Comme cet ordre révolte ceux qui l’entendent, et que ceux à qui on le répète refusent d’y croire, il n’insiste pas pour ce premier moment ; mais, en quittant la ville, il charge de l’exécution Sopater, proagore, dont vous avez entendu la déposition. Celui-ci résiste. Verrès menace, et part. Le proagore fait son rapport au sénat. La proposition est rejetée à l’unanimité. Bref, à quelques jours de là, le préteur revient, et aussitôt il s’informe de la statue. On lui répond que le sénat refuse, et qu’il est défendu, sous peine de mort, de toucher à la statue sans un ordre du sénat. On joint à cela des motifs de religion. La religion !s’écrie Verrès : le sénat ! des peines ! que m’importe à moi ? Sopater, il y va de la vie. La statue, ou la mort. L’infortuné retourne au sénat, les larmes aux yeux : il expose les menaces de Verrès et la violence de ses désirs. Les sénateurs, sans donner aucune réponse, se retirent pâles et tremblants. Sopater, mandé par le préteur, lui rend compte de tout, et déclare que la chose est impossible.

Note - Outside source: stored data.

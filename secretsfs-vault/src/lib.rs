//! HashiCorp Vault KV store for secretsfs.
//!
//! Talks to the Vault HTTP API directly with `reqwest`.  Each request logs
//! in with the calling user's AppRole `role_id`, classifies the KV path,
//! and hands the token back before returning:
//!
//! ```text
//! role_id file ──login──▶ token ──list / read / read(parent)──▶ Secret
//!                           └──────────── released on drop ─────────┘
//! ```
//!
//! # Layout
//!
//! - [`api`]: HTTP client and wire types ([`VaultClient`])
//! - [`backend`]: the [`KvBackend`] trait the store is written against
//! - [`credential`]: role credential path expansion and file checks
//! - [`store`]: [`VaultStore`], the [`secretsfs_core::SecretStore`] implementation

pub mod api;
pub mod backend;
pub mod credential;
pub mod store;

pub use api::{VaultApiError, VaultClient};
pub use backend::{AccessToken, KvBackend};
pub use store::{STORE_KIND, VaultStore};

XL. Observez, car il ne faut rien perdre de l’impudence du personnage, observez que cette scène se passait en public devant une foule de Romains, le préteur siégeant sur son tribunal. On était au fort de l’hiver, et, comme vous l’a dit Sopater, le froid était très-vif ; la pluie tombait avec violence. Il ordonne aux licteurs de le saisir, de le jeter a bas du portique ou était le tribunal, et de le dépouiller. A peine l’ordre est prononcé, et déjà il est nu, au milieu des licteurs. Tout le monde s’attendait à le voir battre de verges. Tout le monde se trompait. Verrès battre de verges, sans aucune raison, un allié, un ami du peuple romain ! Sa perversité ne va pas jusque-là ; il ne réunit pas en lui seul tous les vices à la fois : jamais il ne fut cruel. Il traita Sopater avec douceur et clémence. Il y a dans le forum de Tyndare, ainsi que dans presque toutes les villes de la province, des statues équestres des Marcellus. Il choisit celle de Caïus Marcellus, dont les bienfaits envers Tyndare et la Sicile entière sont les plus récents et les plus signalés. Il ordonne que Sopater, un des principaux citoyens, et alors le premier magistrat de Tyndare, soit lié derrière la statue, les jambes pendantes de l’un et de l’autre côté.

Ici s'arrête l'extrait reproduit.